Etant donné la forte progression de l'aquaculture dans le monde, la question de l'approvisionnement en farine et en huile de poisson s'est posée dès le début des années 2000, avec l'annonce d'une pénurie en huile de poisson au tournant des années 2010. « Pour les fabricants d’aliments pour poissons, la question ne se pose même pas, il faut trouver une solution », expliquait dans les années 2000 Jørgen Holm, nutritionniste chez BioMar, l'un des principaux producteurs d’aliments pour poissons installé à Brande, au Danemark (8).

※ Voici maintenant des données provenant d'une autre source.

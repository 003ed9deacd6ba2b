//! Configuration for the firstream pipeline.
//!
//! Defaults reproduce the reference setup: 44.1 kHz mono, 100 ms frames,
//! a 256-tap windowed-sinc filter with 200 Hz bandwidth. Any subset of the
//! fields can be overridden from a TOML file:
//!
//! ```toml
//! [filter]
//! num_taps = 127
//! initial_center = "0.25"
//!
//! [meter]
//! floor_db = -72.0
//! ```

use std::fmt;
use std::path::Path;
use std::str::FromStr;

use serde::Deserialize;

use crate::constants::{
    DEFAULT_BANDWIDTH_HZ, DEFAULT_FRAME_SIZE, DEFAULT_NUM_TAPS, DEFAULT_SAMPLE_RATE,
    SILENCE_FLOOR_DB,
};
use crate::error::{FilterError, Result};
use crate::scheduler::SourceMode;
use crate::signal_processing::{CoefficientSet, FilterSpec, design};

/// Filter center frequency as entered by the user
///
/// # Parsing formats
/// - `0.25` - normalized control value in `[0, 1]`, scaled to `[0, fs/2]`
/// - `5000hz` or `5000Hz` - absolute frequency in Hz
///
/// # Example
/// ```
/// use firstream::config::CenterFrequency;
///
/// let center: CenterFrequency = "0.5".parse().unwrap();
/// assert_eq!(center.to_hz(44100.0), 11025.0);
///
/// let center: CenterFrequency = "1200hz".parse().unwrap();
/// assert_eq!(center.to_hz(44100.0), 1200.0);
/// ```
#[derive(Debug, Clone, Copy, PartialEq)]
pub enum CenterFrequency {
    Normalized(f32),
    Hz(f32),
}

impl CenterFrequency {
    /// Resolve to Hz for the given sample rate
    pub fn to_hz(&self, sample_rate: f32) -> f32 {
        match *self {
            CenterFrequency::Normalized(control) => control * sample_rate / 2.0,
            CenterFrequency::Hz(hz) => hz,
        }
    }
}

impl fmt::Display for CenterFrequency {
    fn fmt(&self, f: &mut fmt::Formatter<'_>) -> fmt::Result {
        match self {
            CenterFrequency::Normalized(control) => write!(f, "{}", control),
            CenterFrequency::Hz(hz) => write!(f, "{}hz", hz),
        }
    }
}

impl FromStr for CenterFrequency {
    type Err = String;

    fn from_str(s: &str) -> std::result::Result<Self, Self::Err> {
        let s = s.trim();

        if let Some(num) = s
            .strip_suffix("hz")
            .or_else(|| s.strip_suffix("Hz"))
            .or_else(|| s.strip_suffix("HZ"))
        {
            let hz: f32 = num
                .trim()
                .parse()
                .map_err(|_| format!("invalid frequency: {}", s))?;
            if !hz.is_finite() || hz < 0.0 {
                return Err("frequency must not be negative".to_string());
            }
            return Ok(CenterFrequency::Hz(hz));
        }

        let control: f32 = s
            .parse()
            .map_err(|_| format!("invalid center value: {}", s))?;
        if !(0.0..=1.0).contains(&control) {
            return Err("normalized center must be within [0, 1]".to_string());
        }
        Ok(CenterFrequency::Normalized(control))
    }
}

impl<'de> Deserialize<'de> for CenterFrequency {
    fn deserialize<D>(deserializer: D) -> std::result::Result<Self, D::Error>
    where
        D: serde::Deserializer<'de>,
    {
        let raw = String::deserialize(deserializer)?;
        raw.parse().map_err(serde::de::Error::custom)
    }
}

/// Complete pipeline configuration
///
/// # Example
/// ```
/// use firstream::config::PipelineConfig;
///
/// let mut config = PipelineConfig::default();
/// config.filter.num_taps = 127;
/// assert!(config.validate().is_ok());
/// ```
#[derive(Debug, Clone, Default, Deserialize)]
#[serde(default)]
pub struct PipelineConfig {
    /// Audio device and framing configuration
    pub audio: AudioConfig,
    /// Filter design configuration
    pub filter: FilterConfig,
    /// Power meter configuration
    pub meter: MeterConfig,
}

/// Audio device and framing configuration
#[derive(Debug, Clone, Deserialize)]
#[serde(default)]
pub struct AudioConfig {
    /// Sample rate in Hz for capture, playback and filter design
    pub sample_rate: u32,
    /// Samples per frame handed to the filter engine
    pub frame_size: usize,
    /// Channels requested from the input device (only the first is used)
    pub input_channels: u16,
    /// Channels of the output device (the mono signal is copied to each)
    pub output_channels: u16,
    /// Captured frames buffered between the device callback and the scheduler
    pub capture_queue_depth: usize,
    /// Mode entered at startup
    pub initial_mode: SourceMode,
}

/// Filter design configuration
#[derive(Debug, Clone, Deserialize)]
#[serde(default)]
pub struct FilterConfig {
    /// FIR length
    pub num_taps: usize,
    /// Cut-off bandwidth in Hz
    pub bandwidth_hz: f32,
    /// Center to design at startup; without one the engine starts as a
    /// single-tap passthrough
    pub initial_center: Option<CenterFrequency>,
}

/// Power meter configuration
#[derive(Debug, Clone, Deserialize)]
#[serde(default)]
pub struct MeterConfig {
    /// Level reported for silence, and the lowest level reported
    pub floor_db: f32,
    /// Rate at which level reports are emitted
    pub report_rate_hz: f32,
}

impl PipelineConfig {
    /// Parse a configuration from TOML text
    pub fn from_toml_str(content: &str) -> Result<Self> {
        let config: Self =
            toml::from_str(content).map_err(|e| FilterError::Config(e.to_string()))?;
        config.validate()?;
        Ok(config)
    }

    /// Read and parse a TOML configuration file
    pub fn from_toml_file<P: AsRef<Path>>(path: P) -> Result<Self> {
        let content = std::fs::read_to_string(path.as_ref()).map_err(|e| {
            FilterError::Config(format!("{}: {}", path.as_ref().display(), e))
        })?;
        Self::from_toml_str(&content)
    }

    /// Check the values a pipeline cannot run with
    pub fn validate(&self) -> Result<()> {
        if self.audio.sample_rate == 0 {
            return Err(FilterError::Config("sample_rate must be positive".into()));
        }
        if self.audio.frame_size == 0 {
            return Err(FilterError::Config("frame_size must be positive".into()));
        }
        if self.audio.input_channels == 0 || self.audio.output_channels == 0 {
            return Err(FilterError::Config("channel counts must be positive".into()));
        }
        if self.filter.num_taps == 0 {
            return Err(FilterError::Config("num_taps must be positive".into()));
        }
        if !self.filter.bandwidth_hz.is_finite() || self.filter.bandwidth_hz <= 0.0 {
            return Err(FilterError::Config("bandwidth_hz must be positive".into()));
        }
        if self.audio.capture_queue_depth == 0 {
            return Err(FilterError::Config(
                "capture_queue_depth must be at least 1".into(),
            ));
        }
        let rate = self.meter.report_rate_hz;
        if !rate.is_finite() || rate <= 0.0 || !rate.recip().is_finite() {
            return Err(FilterError::Config(
                "report_rate_hz must be positive and finite".into(),
            ));
        }
        Ok(())
    }

    /// Coefficients to start the engine with
    pub fn initial_coefficients(&self) -> Result<CoefficientSet> {
        match self.filter.initial_center {
            Some(center) => {
                let spec = self.filter.spec_for(center, self.audio.sample_rate as f32)?;
                Ok(design(&spec))
            }
            None => Ok(CoefficientSet::passthrough()),
        }
    }
}

impl FilterConfig {
    /// Build the design specification for `center` at `sample_rate`
    pub fn spec_for(&self, center: CenterFrequency, sample_rate: f32) -> Result<FilterSpec> {
        FilterSpec::new(
            center.to_hz(sample_rate),
            self.bandwidth_hz,
            self.num_taps,
            sample_rate,
        )
    }
}

impl Default for AudioConfig {
    fn default() -> Self {
        Self {
            sample_rate: DEFAULT_SAMPLE_RATE,
            frame_size: DEFAULT_FRAME_SIZE,
            input_channels: 1,
            output_channels: 2,
            capture_queue_depth: 10,
            initial_mode: SourceMode::Live,
        }
    }
}

impl Default for FilterConfig {
    fn default() -> Self {
        Self {
            num_taps: DEFAULT_NUM_TAPS,
            bandwidth_hz: DEFAULT_BANDWIDTH_HZ,
            initial_center: None,
        }
    }
}

impl Default for MeterConfig {
    fn default() -> Self {
        Self {
            floor_db: SILENCE_FLOOR_DB,
            report_rate_hz: 10.0,
        }
    }
}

Les entreprises d’aliments pour poissons cherchent donc d’autres sources de protéines et surtout d’autres matières premières pour la fabrication d'huile de poisson. Si la substitution des farines de poisson par des protéines végétales comme les concentrés de protéines de soja est en bonne voie comme l'annonçait en 2014, le centre de recherche norvégien Nofima (9). Par contre, la substitution de l'huile de poisson par des huiles végétales se révèle beaucoup plus problématique.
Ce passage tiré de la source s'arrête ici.